When you think of the book of Romans, what do you think of? Perhaps you think of dry doctrine – difficult passages – long sentences. Perhaps your mind goes quickly to Romans 8 and its most famous verse. “We know that all things work together for good to those who love God, to those who are the called according to His purpose.” (Rom. 8:28)
For many, the book of Romans stands as a fortress defying our approach – a castle containing priceless jewels but locked away from our access. I suggest that God invites us to conquer this castle. He bids us walk the Romans road.
The 16 chapters of Romans are a treasure house offering soul transformation. It has been said that most, if not all, great revivals of church history have been directly tied to the book of Romans. Let me give you a few examples.
It was September of 386 A.D., and a young man sat in turmoil in a small garden in Milan, Italy. His riotous way of life had led him to emptiness. He later wrote of that moment, “I was twisting and turning in my chains.” Then he heard a child singing, “Tolle, lege. Tolle, lege” – a simple song in Latin meaning “Take it up and read it.” (Incidentally, no such song has been discovered from that time.)
The young man took this unusual song as the voice of God, a divine command. He found a scroll of Scripture and, opening it, “read in silence the first passage on which my eye lit.”

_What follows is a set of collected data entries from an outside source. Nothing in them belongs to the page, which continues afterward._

//! Pending queue of log entries awaiting delivery
//!
//! Unbounded FIFO. Entries leave it only by being taken into a batch; a
//! failed batch is put back at the head with [`PendingQueue::requeue_front`].

use crate::recording::recorder::LogEntry;
use parking_lot::Mutex;
use serde::Serialize;
use std::collections::VecDeque;
use std::sync::atomic::{AtomicU64, Ordering};

/// Ordered slice of entries taken for one delivery attempt
#[derive(Debug, Clone, Default, PartialEq)]
pub struct Batch {
    entries: Vec<LogEntry>,
}

impl Batch {
    pub fn new(entries: Vec<LogEntry>) -> Self {
        Self { entries }
    }

    pub fn entries(&self) -> &[LogEntry] {
        &self.entries
    }

    pub fn into_entries(self) -> Vec<LogEntry> {
        self.entries
    }

    pub fn len(&self) -> usize {
        self.entries.len()
    }

    pub fn is_empty(&self) -> bool {
        self.entries.is_empty()
    }

    /// Wire body: `{"logs": [...]}`
    pub fn payload(&self) -> BatchPayload<'_> {
        BatchPayload {
            logs: &self.entries,
        }
    }
}

/// Serialized form of a batch
#[derive(Debug, Serialize)]
pub struct BatchPayload<'a> {
    pub logs: &'a [LogEntry],
}

/// In-memory FIFO of entries awaiting delivery
pub struct PendingQueue {
    entries: Mutex<VecDeque<LogEntry>>,

    /// Entries appended by `enqueue`
    enqueue_count: AtomicU64,

    /// Entries removed by `take_batch`
    taken_count: AtomicU64,

    /// Entries put back by `requeue_front`
    requeue_count: AtomicU64,
}

impl PendingQueue {
    pub fn new() -> Self {
        Self {
            entries: Mutex::new(VecDeque::new()),
            enqueue_count: AtomicU64::new(0),
            taken_count: AtomicU64::new(0),
            requeue_count: AtomicU64::new(0),
        }
    }

    /// Append to the tail; returns the queue length after the append
    pub fn enqueue(&self, entry: LogEntry) -> usize {
        let mut entries = self.entries.lock();
        entries.push_back(entry);
        self.enqueue_count.fetch_add(1, Ordering::Relaxed);
        entries.len()
    }

    /// Remove up to `max` entries from the head
    pub fn take_batch(&self, max: usize) -> Batch {
        let mut entries = self.entries.lock();
        let count = max.min(entries.len());
        let taken: Vec<LogEntry> = entries.drain(..count).collect();
        self.taken_count.fetch_add(taken.len() as u64, Ordering::Relaxed);
        Batch::new(taken)
    }

    /// Put `entries` back at the head, ahead of everything queued, keeping
    /// their relative order
    pub fn requeue_front(&self, entries: Vec<LogEntry>) {
        if entries.is_empty() {
            return;
        }
        let count = entries.len() as u64;
        let mut queue = self.entries.lock();
        for entry in entries.into_iter().rev() {
            queue.push_front(entry);
        }
        self.requeue_count.fetch_add(count, Ordering::Relaxed);
    }

    pub fn len(&self) -> usize {
        self.entries.lock().len()
    }

    pub fn is_empty(&self) -> bool {
        self.entries.lock().is_empty()
    }

    /// Copy of the current contents, head first
    pub fn snapshot(&self) -> Vec<LogEntry> {
        self.entries.lock().iter().cloned().collect()
    }

    pub fn stats(&self) -> QueueStats {
        QueueStats {
            enqueue_count: self.enqueue_count.load(Ordering::Relaxed),
            taken_count: self.taken_count.load(Ordering::Relaxed),
            requeue_count: self.requeue_count.load(Ordering::Relaxed),
            current_size: self.len(),
        }
    }
}

impl Default for PendingQueue {
    fn default() -> Self {
        Self::new()
    }
}

/// Queue statistics
#[derive(Debug, Clone, Default, PartialEq, Eq)]
pub struct QueueStats {
    /// Total entries enqueued
    pub enqueue_count: u64,

    /// Total entries taken into batches (including ones later requeued)
    pub taken_count: u64,

    /// Total entries requeued after failed deliveries
    pub requeue_count: u64,

    /// Current queue length
    pub current_size: usize,
}

impl QueueStats {
    /// Entries taken and not put back, i.e. delivered or in flight
    pub fn settled_count(&self) -> u64 {
        self.taken_count.saturating_sub(self.requeue_count)
    }
}

#[cfg(test)]
mod tests {
    use super::*;
    use crate::recording::recorder::ActionType;
    use chrono::Utc;
    use proptest::prelude::*;
    use serde_json::Map;
    use ulid::Ulid;

    fn create_test_entry(page: &str) -> LogEntry {
        LogEntry {
            entry_id: Ulid::new(),
            action_type: ActionType::Click,
            timestamp: Utc::now(),
            page: page.to_string(),
            element_id: None,
            element_type: None,
            data: Map::new(),
            user_agent: "test".to_string(),
        }
    }

    fn pages(entries: &[LogEntry]) -> Vec<String> {
        entries.iter().map(|e| e.page.clone()).collect()
    }

    #[test]
    fn test_queue_creation() {
        let queue = PendingQueue::new();
        assert_eq!(queue.len(), 0);
        assert!(queue.is_empty());
        assert_eq!(queue.stats(), QueueStats::default());
    }

    #[test]
    fn test_enqueue_returns_length() {
        let queue = PendingQueue::new();
        assert_eq!(queue.enqueue(create_test_entry("a")), 1);
        assert_eq!(queue.enqueue(create_test_entry("b")), 2);
        assert!(!queue.is_empty());
    }

    #[test]
    fn test_take_batch_is_fifo() {
        let queue = PendingQueue::new();
        for page in ["a", "b", "c", "d"] {
            queue.enqueue(create_test_entry(page));
        }

        let batch = queue.take_batch(3);
        assert_eq!(pages(batch.entries()), vec!["a", "b", "c"]);
        assert_eq!(pages(&queue.snapshot()), vec!["d"]);
    }

    #[test]
    fn test_take_batch_larger_than_queue() {
        let queue = PendingQueue::new();
        queue.enqueue(create_test_entry("a"));

        let batch = queue.take_batch(10);
        assert_eq!(batch.len(), 1);
        assert!(queue.is_empty());

        let empty = queue.take_batch(10);
        assert!(empty.is_empty());
    }

    #[test]
    fn test_requeue_front_goes_ahead_of_new_entries() {
        let queue = PendingQueue::new();
        for page in ["a", "b", "c"] {
            queue.enqueue(create_test_entry(page));
        }
        let batch = queue.take_batch(2);
        queue.enqueue(create_test_entry("new"));

        queue.requeue_front(batch.into_entries());
        assert_eq!(pages(&queue.snapshot()), vec!["a", "b", "c", "new"]);
    }

    #[test]
    fn test_stats() {
        let queue = PendingQueue::new();
        for page in ["a", "b", "c"] {
            queue.enqueue(create_test_entry(page));
        }
        let batch = queue.take_batch(2);
        queue.requeue_front(batch.into_entries());
        let _delivered = queue.take_batch(1);

        let stats = queue.stats();
        assert_eq!(stats.enqueue_count, 3);
        assert_eq!(stats.taken_count, 3);
        assert_eq!(stats.requeue_count, 2);
        assert_eq!(stats.current_size, 2);
        assert_eq!(stats.settled_count(), 1);
    }

    #[test]
    fn test_payload_shape() {
        let batch = Batch::new(vec![create_test_entry("a"), create_test_entry("b")]);
        let value = serde_json::to_value(batch.payload()).unwrap();
        let logs = value["logs"].as_array().unwrap();
        assert_eq!(logs.len(), 2);
        assert_eq!(logs[0]["page"], "a");
        assert_eq!(logs[1]["page"], "b");
    }

    proptest! {
        #[test]
        fn prop_failed_batch_keeps_order_ahead_of_newer(
            initial in 0usize..30,
            batch_size in 1usize..15,
            arrived in 0usize..10,
        ) {
            let queue = PendingQueue::new();
            let mut expected = Vec::new();
            for i in 0..initial {
                let page = format!("old-{}", i);
                queue.enqueue(create_test_entry(&page));
                expected.push(page);
            }

            let batch = queue.take_batch(batch_size);
            for i in 0..arrived {
                let page = format!("new-{}", i);
                queue.enqueue(create_test_entry(&page));
                expected.push(page);
            }
            queue.requeue_front(batch.into_entries());

            prop_assert_eq!(pages(&queue.snapshot()), expected);
        }

        #[test]
        fn prop_successful_batches_never_reappear(
            total in 0usize..40,
            batch_size in 1usize..12,
        ) {
            let queue = PendingQueue::new();
            for i in 0..total {
                queue.enqueue(create_test_entry(&format!("e-{}", i)));
            }

            let mut delivered = Vec::new();
            loop {
                let batch = queue.take_batch(batch_size);
                if batch.is_empty() {
                    break;
                }
                prop_assert!(batch.len() <= batch_size);
                delivered.extend(pages(batch.entries()));
                let remaining = pages(&queue.snapshot());
                prop_assert!(remaining.iter().all(|p| !delivered.contains(p)));
            }
            prop_assert_eq!(delivered.len(), total);
        }
    }
}
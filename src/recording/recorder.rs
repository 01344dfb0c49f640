//! Event record builder
//!
//! Turns a raw interaction into a normalized, redacted [`LogEntry`] stamped
//! with the creation time, the active page and the user agent.

use crate::utils::errors::{Result, TelemetryError};
use chrono::{DateTime, Utc};
use parking_lot::RwLock;
use serde::{Deserialize, Deserializer, Serialize, Serializer};
use serde_json::{Map, Value};
use std::fmt;
use tracing::debug;
use ulid::Ulid;

/// Replacement written over sensitive values
pub const REDACTION_MARKER: &str = "[REDACTED]";

/// Kind of user interaction
#[derive(Debug, Clone, PartialEq, Eq, Hash)]
pub enum ActionType {
    Keystroke,
    Click,
    FormSubmit,
    Navigation,
    PageLoad,
    /// Any tag not covered above
    Custom(String),
}

impl ActionType {
    pub fn as_str(&self) -> &str {
        match self {
            ActionType::Keystroke => "keystroke",
            ActionType::Click => "click",
            ActionType::FormSubmit => "form_submit",
            ActionType::Navigation => "navigation",
            ActionType::PageLoad => "page_load",
            ActionType::Custom(tag) => tag.as_str(),
        }
    }
}

impl From<&str> for ActionType {
    fn from(tag: &str) -> Self {
        match tag {
            "keystroke" => ActionType::Keystroke,
            "click" => ActionType::Click,
            "form_submit" => ActionType::FormSubmit,
            "navigation" => ActionType::Navigation,
            "page_load" => ActionType::PageLoad,
            other => ActionType::Custom(other.to_string()),
        }
    }
}

impl fmt::Display for ActionType {
    fn fmt(&self, f: &mut fmt::Formatter<'_>) -> fmt::Result {
        f.write_str(self.as_str())
    }
}

impl Serialize for ActionType {
    fn serialize<S: Serializer>(&self, serializer: S) -> std::result::Result<S::Ok, S::Error> {
        serializer.serialize_str(self.as_str())
    }
}

impl<'de> Deserialize<'de> for ActionType {
    fn deserialize<D: Deserializer<'de>>(deserializer: D) -> std::result::Result<Self, D::Error> {
        let tag = String::deserialize(deserializer)?;
        Ok(ActionType::from(tag.as_str()))
    }
}

/// One normalized, redacted record of a user interaction
#[derive(Debug, Clone, PartialEq, Serialize, Deserialize)]
pub struct LogEntry {
    /// Creation-ordered unique id, for receiver-side deduplication
    pub entry_id: Ulid,

    pub action_type: ActionType,

    /// Creation instant (RFC 3339, UTC)
    pub timestamp: DateTime<Utc>,

    /// Page path active at creation
    pub page: String,

    pub element_id: Option<String>,

    pub element_type: Option<String>,

    /// Action-specific fields, sensitive values already redacted
    pub data: Map<String, Value>,

    pub user_agent: String,
}

/// Identity of the UI element an interaction originated from
#[derive(Debug, Clone, Default, PartialEq, Eq, Serialize, Deserialize)]
pub struct ElementRef {
    pub id: Option<String>,
    pub element_type: Option<String>,
}

impl ElementRef {
    pub fn new(id: impl Into<String>, element_type: impl Into<String>) -> Self {
        Self {
            id: Some(id.into()),
            element_type: Some(element_type.into()),
        }
    }

    fn is_password(&self) -> bool {
        self.element_type
            .as_deref()
            .map(|t| t.eq_ignore_ascii_case("password"))
            .unwrap_or(false)
    }
}

/// Page-level metadata stamped onto entries
#[derive(Debug, Clone, PartialEq, Eq)]
pub struct PageContext {
    pub page: String,
    pub user_agent: String,
}

impl PageContext {
    pub fn new(page: impl Into<String>, user_agent: impl Into<String>) -> Self {
        Self {
            page: page.into(),
            user_agent: user_agent.into(),
        }
    }
}

/// An interaction as delivered by the capture layer (one JSON line in the binary)
#[derive(Debug, Clone, Deserialize)]
pub struct Interaction {
    pub action_type: ActionType,

    #[serde(default)]
    pub data: Value,

    #[serde(default)]
    pub element_id: Option<String>,

    #[serde(default)]
    pub element_type: Option<String>,

    /// When present, the page context is switched before recording
    #[serde(default)]
    pub page: Option<String>,
}

impl Interaction {
    pub fn element(&self) -> Option<ElementRef> {
        if self.element_id.is_none() && self.element_type.is_none() {
            return None;
        }
        Some(ElementRef {
            id: self.element_id.clone(),
            element_type: self.element_type.clone(),
        })
    }
}

/// Replaces sensitive values in entry data
#[derive(Debug, Clone)]
pub struct Redactor {
    /// Lowercased key fragments
    fragments: Vec<String>,
}

impl Redactor {
    pub fn new<I, S>(fragments: I) -> Self
    where
        I: IntoIterator<Item = S>,
        S: AsRef<str>,
    {
        Self {
            fragments: fragments
                .into_iter()
                .map(|f| f.as_ref().to_ascii_lowercase())
                .filter(|f| !f.is_empty())
                .collect(),
        }
    }

    fn is_sensitive(&self, key: &str) -> bool {
        let key = key.to_ascii_lowercase();
        self.fragments.iter().any(|f| key.contains(f.as_str()))
    }

    /// Redact `data` in place. Password elements also lose their `value`.
    pub fn redact(&self, data: &mut Map<String, Value>, element: Option<&ElementRef>) {
        if element.map(ElementRef::is_password).unwrap_or(false) {
            if let Some(value) = data.get_mut("value") {
                *value = Value::String(REDACTION_MARKER.to_string());
            }
        }
        self.redact_map(data);
    }

    fn redact_map(&self, map: &mut Map<String, Value>) {
        for (key, value) in map.iter_mut() {
            if self.is_sensitive(key) {
                *value = Value::String(REDACTION_MARKER.to_string());
            } else {
                self.redact_value(value);
            }
        }
    }

    fn redact_value(&self, value: &mut Value) {
        match value {
            Value::Object(map) => self.redact_map(map),
            Value::Array(items) => items.iter_mut().for_each(|v| self.redact_value(v)),
            _ => {}
        }
    }
}

/// Builds log entries against the current page context
pub struct EventRecordBuilder {
    context: RwLock<PageContext>,
    redactor: Redactor,
}

impl EventRecordBuilder {
    pub fn new(context: PageContext, redactor: Redactor) -> Self {
        Self {
            context: RwLock::new(context),
            redactor,
        }
    }

    /// Switch the active page (navigation)
    pub fn set_page(&self, page: impl Into<String>) {
        let page = page.into();
        debug!("Page context changed to {}", page);
        self.context.write().page = page;
    }

    pub fn context(&self) -> PageContext {
        self.context.read().clone()
    }

    /// Build an entry. Fails without side effects if `data` does not
    /// serialize to a JSON object.
    pub fn record<T: Serialize + ?Sized>(
        &self,
        action_type: ActionType,
        data: &T,
        element: Option<ElementRef>,
    ) -> Result<LogEntry> {
        let mut data = match serde_json::to_value(data)? {
            Value::Object(map) => map,
            Value::Null => Map::new(),
            other => {
                return Err(TelemetryError::InvalidPayload(format!(
                    "entry data must be a JSON object, got {}",
                    json_kind(&other)
                )))
            }
        };
        self.redactor.redact(&mut data, element.as_ref());

        let context = self.context.read().clone();
        let element = element.unwrap_or_default();

        Ok(LogEntry {
            entry_id: Ulid::new(),
            action_type,
            timestamp: Utc::now(),
            page: context.page,
            element_id: element.id,
            element_type: element.element_type,
            data,
            user_agent: context.user_agent,
        })
    }
}

fn json_kind(value: &Value) -> &'static str {
    match value {
        Value::Null => "null",
        Value::Bool(_) => "boolean",
        Value::Number(_) => "number",
        Value::String(_) => "string",
        Value::Array(_) => "array",
        Value::Object(_) => "object",
    }
}

#[cfg(test)]
mod tests {
    use super::*;
    use serde_json::json;

    fn builder() -> EventRecordBuilder {
        EventRecordBuilder::new(
            PageContext::new("/dashboard/", "test-agent/1.0"),
            Redactor::new(["password", "token"]),
        )
    }

    #[test]
    fn test_record_stamps_metadata() {
        let builder = builder();
        let before = Utc::now();
        let entry = builder
            .record(ActionType::Click, &json!({"x": 10}), Some(ElementRef::new("save", "button")))
            .unwrap();

        assert_eq!(entry.action_type, ActionType::Click);
        assert_eq!(entry.page, "/dashboard/");
        assert_eq!(entry.user_agent, "test-agent/1.0");
        assert_eq!(entry.element_id.as_deref(), Some("save"));
        assert_eq!(entry.element_type.as_deref(), Some("button"));
        assert_eq!(entry.data.get("x"), Some(&json!(10)));
        assert!(entry.timestamp >= before);
    }

    #[test]
    fn test_page_captured_at_call_time() {
        let builder = builder();
        let first = builder.record(ActionType::PageLoad, &json!({}), None).unwrap();
        builder.set_page("/settings/");
        let second = builder.record(ActionType::Navigation, &json!({}), None).unwrap();

        assert_eq!(first.page, "/dashboard/");
        assert_eq!(second.page, "/settings/");
    }

    #[test]
    fn test_password_element_value_redacted() {
        let builder = builder();
        let entry = builder
            .record(
                ActionType::Keystroke,
                &json!({"value": "hunter2", "length": 7}),
                Some(ElementRef::new("login-pass", "PASSWORD")),
            )
            .unwrap();

        assert_eq!(entry.data["value"], json!(REDACTION_MARKER));
        assert_eq!(entry.data["length"], json!(7));
    }

    #[test]
    fn test_sensitive_keys_redacted_recursively() {
        let builder = builder();
        let entry = builder
            .record(
                ActionType::FormSubmit,
                &json!({
                    "fields": [
                        {"name": "email", "value": "a@b.c"},
                        {"user_password": "hunter2"}
                    ],
                    "csrf": {"Token": "abc"}
                }),
                None,
            )
            .unwrap();

        assert_eq!(entry.data["fields"][0]["value"], json!("a@b.c"));
        assert_eq!(entry.data["fields"][1]["user_password"], json!(REDACTION_MARKER));
        assert_eq!(entry.data["csrf"]["Token"], json!(REDACTION_MARKER));
    }

    #[test]
    fn test_non_object_payload_rejected() {
        let builder = builder();
        let result = builder.record(ActionType::Click, &json!([1, 2, 3]), None);
        assert!(matches!(result, Err(TelemetryError::InvalidPayload(_))));

        let entry = builder.record(ActionType::Click, &Value::Null, None).unwrap();
        assert!(entry.data.is_empty());
    }

    #[test]
    fn test_unserializable_payload_rejected() {
        use std::collections::HashMap;

        // Non-string map keys cannot become JSON object keys
        let mut data = HashMap::new();
        data.insert((1, 2), "pair");
        let result = builder().record(ActionType::Click, &data, None);
        assert!(matches!(result, Err(TelemetryError::Serialization(_))));
    }

    #[test]
    fn test_action_type_wire_format() {
        assert_eq!(serde_json::to_string(&ActionType::FormSubmit).unwrap(), "\"form_submit\"");
        let custom: ActionType = serde_json::from_str("\"scroll\"").unwrap();
        assert_eq!(custom, ActionType::Custom("scroll".to_string()));
        let known: ActionType = serde_json::from_str("\"page_load\"").unwrap();
        assert_eq!(known, ActionType::PageLoad);
    }

    #[test]
    fn test_entry_serializes_null_element_fields() {
        let entry = builder().record(ActionType::PageLoad, &json!({}), None).unwrap();
        let value = serde_json::to_value(&entry).unwrap();
        assert_eq!(value["element_id"], Value::Null);
        assert_eq!(value["element_type"], Value::Null);
        assert_eq!(value["action_type"], json!("page_load"));
        assert!(value["timestamp"].as_str().is_some());
    }

    #[test]
    fn test_interaction_element() {
        let interaction: Interaction =
            serde_json::from_str(r#"{"action_type": "click", "element_id": "btn"}"#).unwrap();
        let element = interaction.element().unwrap();
        assert_eq!(element.id.as_deref(), Some("btn"));
        assert!(element.element_type.is_none());

        let bare: Interaction = serde_json::from_str(r#"{"action_type": "page_load"}"#).unwrap();
        assert!(bare.element().is_none());
        assert_eq!(bare.data, Value::Null);
    }
}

not in carousing and drunkenness, not in sexual promiscuity and sensuality, not in strife and jealousy. But put on the Lord Jesus Christ, and make no provision for the flesh in regard to its lusts. Romans 13:13-14 (NASB)
With those words, Aurelius Augustinus later wrote in his Confessions, “At once, with the last words of this sentence, it was as if a light of relief from all anxiety flooded into my heart. All the shadows of doubt were dispelled.” We know this man as St. Augustine, one of the most important men in church history – in human history – who preserved the faith through the great storms of his times.
Fast forward a thousand years to Germany. A young Augustinian monk named Martin Luther sat in a tower at Wittenberg struggling with the demands of a righteous God. His description of that moment is as follows:
I had greatly longed to understand Paul’s letter to the Romans … night and day I pondered until … I grasped the truth that the righteousness of God is that righteousness whereby, through grace and sheer mercy, He justifies us by faith. Thereupon I felt myself to be reborn … the whole of Scripture took on a new meaning … this passage (Romans 1:16-17) became to me a gateway to heaven.
The light from Romans propelled the revival we now call the Protestant Reformation.
I could share more and speak of John Wesley and George Whitefield, William Tyndale and Watchman Nee. Frederic Godet says of Romans, "Every movement of revival in the history of the Christian church has been connected to the teachings set forth in Romans... and it is probable that every great spiritual renovation in the church will always be linked, both in cause and effect, to a deeper knowledge of this book."
Beginning tomorrow and for days ahead, we will both read and digest the jewel this is this great letter from the Apostle Paul. Please join with me as we discuss truth that transforms.
The child’s song that struck St. Augustine comes to us today, “Telle, lege. Tolle, lege” “Take it up and read it. Take it up and read it.”